Attorney General James Joins 38 State Coalition Urging Congress To Remove Federal Barriers To Treat Opioid Use Disorder

 Attorney General James Joins 38 State Coalition Urging Congress to Remove Federal Barriers to Treat Opioid Use Disorder

NEW YORK – Attorney General Letitia James, along with a coalition of 38 states, today sent a letter to Congress urging them to remove federal barriers that are currently preventing health care providers from offering treatment for opioid use disorder. In a letter sent to Congressional leadership, the bipartisan coalition calls for the passage of legislation to: eliminate burdensome requirements that prohibit doctors from prescribing treatment for opioid abuse disorder, replace outdated medical privacy rules, and repeal a rule that prevents Medicaid from covering some forms of treatment.

“Opioids are devastating communities across the country, and we have a duty to do all we can to protect Americans from this epidemic,” said Attorney General Letitia James. “New York has filed the nation’s most extensive lawsuit against the makers and distributors of opioids, we’ve taken drug dealers off the streets, and now we are ensuring that impacted individuals can access the treatment they need. This crisis demands action from every angle and that is exactly what we are doing.”

Opioid use disorder is the physical and psychological reliance on opioids, and according to the Centers for Disease Control, it is estimated that more than two million Americans struggle with opioid use disorder. In 2018, more than 47,500 Americans died from opioid-related overdoses.

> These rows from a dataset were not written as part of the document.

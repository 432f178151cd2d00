//! Ordered tree ensemble.

use ndarray::{Array1, ArrayView2};

use super::tree::Tree;
use crate::data::SampleAccessor;
use crate::training::{TrainError, TrainInput, TreeParams};

/// Trees in boosting-round order. The ensemble prediction is the sum of the
/// tree predictions.
#[derive(Debug, Clone, Default, PartialEq)]
pub struct Forest {
    trees: Vec<Tree>,
}

impl Forest {
    /// Empty forest.
    pub fn new() -> Self {
        Self::default()
    }

    pub fn from_trees(trees: Vec<Tree>) -> Self {
        Self { trees }
    }

    /// Append a tree.
    pub fn push_tree(&mut self, tree: Tree) {
        self.trees.push(tree);
    }

    pub fn n_trees(&self) -> usize {
        self.trees.len()
    }

    pub fn is_empty(&self) -> bool {
        self.trees.is_empty()
    }

    pub fn trees(&self) -> &[Tree] {
        &self.trees
    }

    pub fn iter(&self) -> std::slice::Iter<'_, Tree> {
        self.trees.iter()
    }

    pub fn into_trees(self) -> Vec<Tree> {
        self.trees
    }

    /// Train a new tree on this round's gradients and append it.
    ///
    /// On error nothing is appended.
    pub fn train_round(
        &mut self,
        input: &TrainInput<'_>,
        params: &TreeParams,
    ) -> Result<&Tree, TrainError> {
        let mut tree = Tree::new();
        tree.train(input, params)?;
        self.trees.push(tree);
        let last = self.trees.len() - 1;
        Ok(&self.trees[last])
    }

    pub fn predict_obs<S: SampleAccessor + ?Sized>(&self, sample: &S) -> f64 {
        self.trees.iter().map(|t| t.predict_obs(sample)).sum()
    }

    pub fn predict_data(&self, features: ArrayView2<'_, f64>) -> Array1<f64> {
        let mut out = Array1::zeros(features.nrows());
        for tree in &self.trees {
            out += &tree.predict_data(features);
        }
        out
    }

    /// Per-feature importance summed over trees.
    pub fn importance(&self, n_features: usize, learning_rate: f64) -> Vec<f64> {
        let mut importance = vec![0.0; n_features];
        for tree in &self.trees {
            tree.importance(&mut importance, learning_rate);
        }
        importance
    }

    pub fn optimism(&self) -> f64 {
        self.trees.iter().map(Tree::optimism).sum()
    }

    pub fn score(&self) -> f64 {
        self.trees.iter().map(Tree::score).sum()
    }

    pub fn n_leaves(&self) -> usize {
        self.trees.iter().map(Tree::n_leaves).sum()
    }
}

impl<'a> IntoIterator for &'a Forest {
    type Item = &'a Tree;
    type IntoIter = std::slice::Iter<'a, Tree>;

    fn into_iter(self) -> Self::IntoIter {
        self.trees.iter()
    }
}

impl FromIterator<Tree> for Forest {
    fn from_iter<I: IntoIterator<Item = Tree>>(iter: I) -> Self {
        Self {
            trees: iter.into_iter().collect(),
        }
    }
}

In the letter, the coalition outlines three primary areas, which need to be addressed by Congress:

  • Replace the cumbersome, out-of-date, privacy rules contained in 42 CFR Part 2 with the effective and more familiar privacy rules contained in the Health Insurance Portability and Accountability Act (HIPAA);
  • Pass HR 2482, the Mainstreaming Addiction Treatment Act, which would eliminate unnecessary burdens on buprenorphine prescribing imposed by the Drug Addiction Treatment Act of 2000. Buprenorphine is one of three drugs used as part of Medication Assisted Treatment, the most effective treatment for opioid use disorder. Outdated and unnecessary federal requirements are discouraging doctors from prescribing this life-saving drug to patients who need it; and
  • Fully repeal the Medicaid Institutions for Mental Diseases (IMD) exclusion. The IMD exclusion generally prohibits state Medicaid programs from receiving federal reimbursement for adults between 21 and 65 receiving mental health or substance use disorder treatment in a residential treatment facility with more than 16 beds.

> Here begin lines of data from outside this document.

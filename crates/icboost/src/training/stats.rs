//! Gradient/hessian sufficient statistics.
//!
//! A leaf's Newton-step prediction, its training-loss reduction and its
//! optimism only depend on five sums over the observations reaching it:
//!
//! ```text
//! G = Σ g    H = Σ h    G2 = Σ g²    H2 = Σ h²    gxh = Σ g·h
//! ```
//!
//! [`GradStats`] accumulates these sums together with the observation count.

use ndarray::ArrayView1;

use crate::repr::NodeStats;

/// Sums of gradients, hessians, their squares and cross-products.
#[derive(Debug, Clone, Copy, Default, PartialEq)]
pub struct GradStats {
    /// Σ g
    pub grad_sum: f64,
    /// Σ h
    pub hess_sum: f64,
    /// Σ g²
    pub grad_sq_sum: f64,
    /// Σ h²
    pub hess_sq_sum: f64,
    /// Σ g·h
    pub cross_sum: f64,
    /// Number of observations.
    pub count: usize,
}

impl GradStats {
    /// Add one observation.
    #[inline]
    pub fn push(&mut self, g: f64, h: f64) {
        self.grad_sum += g;
        self.hess_sum += h;
        self.grad_sq_sum += g * g;
        self.hess_sq_sum += h * h;
        self.cross_sum += g * h;
        self.count += 1;
    }

    /// Aggregate over all observations.
    pub fn from_all(grad: ArrayView1<'_, f64>, hess: ArrayView1<'_, f64>) -> Self {
        debug_assert_eq!(grad.len(), hess.len());
        let mut stats = Self::default();
        for (&g, &h) in grad.iter().zip(hess.iter()) {
            stats.push(g, h);
        }
        stats
    }

    /// Aggregate over the observations in `indices`.
    pub fn from_indices(
        grad: ArrayView1<'_, f64>,
        hess: ArrayView1<'_, f64>,
        indices: &[usize],
    ) -> Self {
        let mut stats = Self::default();
        for &i in indices {
            stats.push(grad[i], hess[i]);
        }
        stats
    }

    /// Whether a Newton step is defined for these sums.
    #[inline]
    pub fn is_valid(&self) -> bool {
        self.count > 0 && self.hess_sum > 0.0
    }

    /// `G² / (2H)`, the loss reduction (in sum units) of the Newton step.
    ///
    /// Zero when the hessian sum is not positive.
    #[inline]
    pub fn score(&self) -> f64 {
        if self.hess_sum > 0.0 {
            self.grad_sum * self.grad_sum / (2.0 * self.hess_sum)
        } else {
            0.0
        }
    }

    /// Newton-step constant `-G/H`.
    #[inline]
    pub fn prediction(&self) -> f64 {
        if self.is_valid() {
            -self.grad_sum / self.hess_sum
        } else {
            0.0
        }
    }

    /// Average (over `n_total`) training loss of predicting the Newton step
    /// instead of zero: `-G² / (2·H·n_total)`.
    #[inline]
    pub fn train_loss(&self, n_total: usize) -> f64 {
        if self.is_valid() && n_total > 0 {
            -self.score() / n_total as f64
        } else {
            0.0
        }
    }

    /// Per-observation optimism of the Newton-step constant:
    ///
    /// ```text
    /// (G2 − 2·gxh·(G/H) + G²·H2/H²) / (H·n)
    /// ```
    ///
    /// This is the delta-method variance of `-G/H` scaled by the local
    /// curvature, i.e. the expected gap between test and training loss of
    /// the fitted constant.
    #[inline]
    pub fn local_optimism(&self) -> f64 {
        if !self.is_valid() {
            return 0.0;
        }
        let g = self.grad_sum;
        let h = self.hess_sum;
        let ratio = g / h;
        let numerator = self.grad_sq_sum - 2.0 * self.cross_sum * ratio
            + g * g * self.hess_sq_sum / (h * h);
        numerator / (h * self.count as f64)
    }

    /// Leaf statistics for a node holding these observations.
    ///
    /// The leaf's own optimism contribution is stored as its `crt` until the
    /// node is split.
    pub fn leaf_stats(&self, n_total: usize) -> NodeStats {
        let prob_node = if n_total > 0 {
            self.count as f64 / n_total as f64
        } else {
            0.0
        };
        let local_optimism = self.local_optimism();
        NodeStats {
            prediction: self.prediction(),
            train_loss: self.train_loss(n_total),
            local_optimism,
            prob_node,
            crt: prob_node * local_optimism,
            n_obs: self.count,
        }
    }
}

impl std::ops::Sub for GradStats {
    type Output = GradStats;

    fn sub(self, rhs: Self) -> Self::Output {
        GradStats {
            grad_sum: self.grad_sum - rhs.grad_sum,
            hess_sum: self.hess_sum - rhs.hess_sum,
            grad_sq_sum: self.grad_sq_sum - rhs.grad_sq_sum,
            hess_sq_sum: self.hess_sq_sum - rhs.hess_sq_sum,
            cross_sum: self.cross_sum - rhs.cross_sum,
            count: self.count - rhs.count,
        }
    }
}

Attorney General James has led the fight against the opioid crisis. In March 2019, Attorney General James filed the nation’s most extensive lawsuit against the manufacturers and distributors of opioids. The New York Attorney General’s Office has also taken down countless drug trafficking networks and arrested hundreds of individuals who traffic opioids and related drug. The office has also arrested and convicted doctors and other medical professionals who have abused their roles and profited off of opioid addiction.

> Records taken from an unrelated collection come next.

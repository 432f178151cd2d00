//! Persistence errors.

use thiserror::Error;

/// Errors that can occur while writing a forest.
#[derive(Debug, Error)]
pub enum WriteError {
    /// I/O error during writing.
    #[error("I/O error: {0}")]
    Io(#[from] std::io::Error),

    /// JSON encoding error.
    #[error("JSON error: {0}")]
    Json(#[from] serde_json::Error),

    /// The text format has no representation for an untrained tree.
    #[error("tree {index} is empty and cannot be written in the text format")]
    EmptyTree { index: usize },

    /// A count does not fit its on-disk field.
    #[error("{what} {value} exceeds the format limit")]
    TooLarge { what: &'static str, value: usize },
}

/// Errors that can occur while reading a forest.
///
/// Header errors abort reading. Every other error ends decoding at the tree
/// in which it occurred; see [`ReadReport`](super::ReadReport).
#[derive(Debug, Error)]
pub enum ReadError {
    /// Stream does not start with the model magic.
    #[error("not an icboost model stream")]
    NotAModel,

    /// Stream was written by a newer, incompatible format.
    #[error("unsupported format version {major}.{minor}")]
    UnsupportedVersion { major: u8, minor: u8 },

    /// Stream ended inside a tree.
    #[error("stream truncated after {nodes} nodes of the current tree")]
    Truncated { nodes: usize },

    /// Unknown tag byte.
    #[error("invalid tag {tag:#04x} at record {record}")]
    InvalidTag { tag: u8, record: usize },

    /// Node records do not form a valid tree.
    #[error("malformed tree: {0}")]
    Malformed(String),

    /// Text line could not be parsed.
    #[error("line {line}: {message}")]
    Parse { line: usize, message: String },

    /// I/O error during reading.
    #[error("I/O error: {0}")]
    Io(#[from] std::io::Error),

    /// JSON decoding error.
    #[error("JSON error: {0}")]
    Json(#[from] serde_json::Error),
}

Joining New York Attorney General Letitia James in signing the letter are the Attorneys General of Alaska, Arkansas, California, Colorado, Connecticut, Delaware, the District of Columbia, Florida, Hawaii, Idaho, Illinois, Iowa, Louisiana, Maine, Massachusetts, Michigan, Minnesota, Mississippi, Montana, Nebraska, Nevada, New Hampshire, New Mexico, North Carolina, North Dakota, Ohio, Oklahoma, Oregon, Pennsylvania, Rhode Island, South Dakota, Tennessee, Utah, Vermont, Virginia, Washington, West Virginia, and Wisconsin.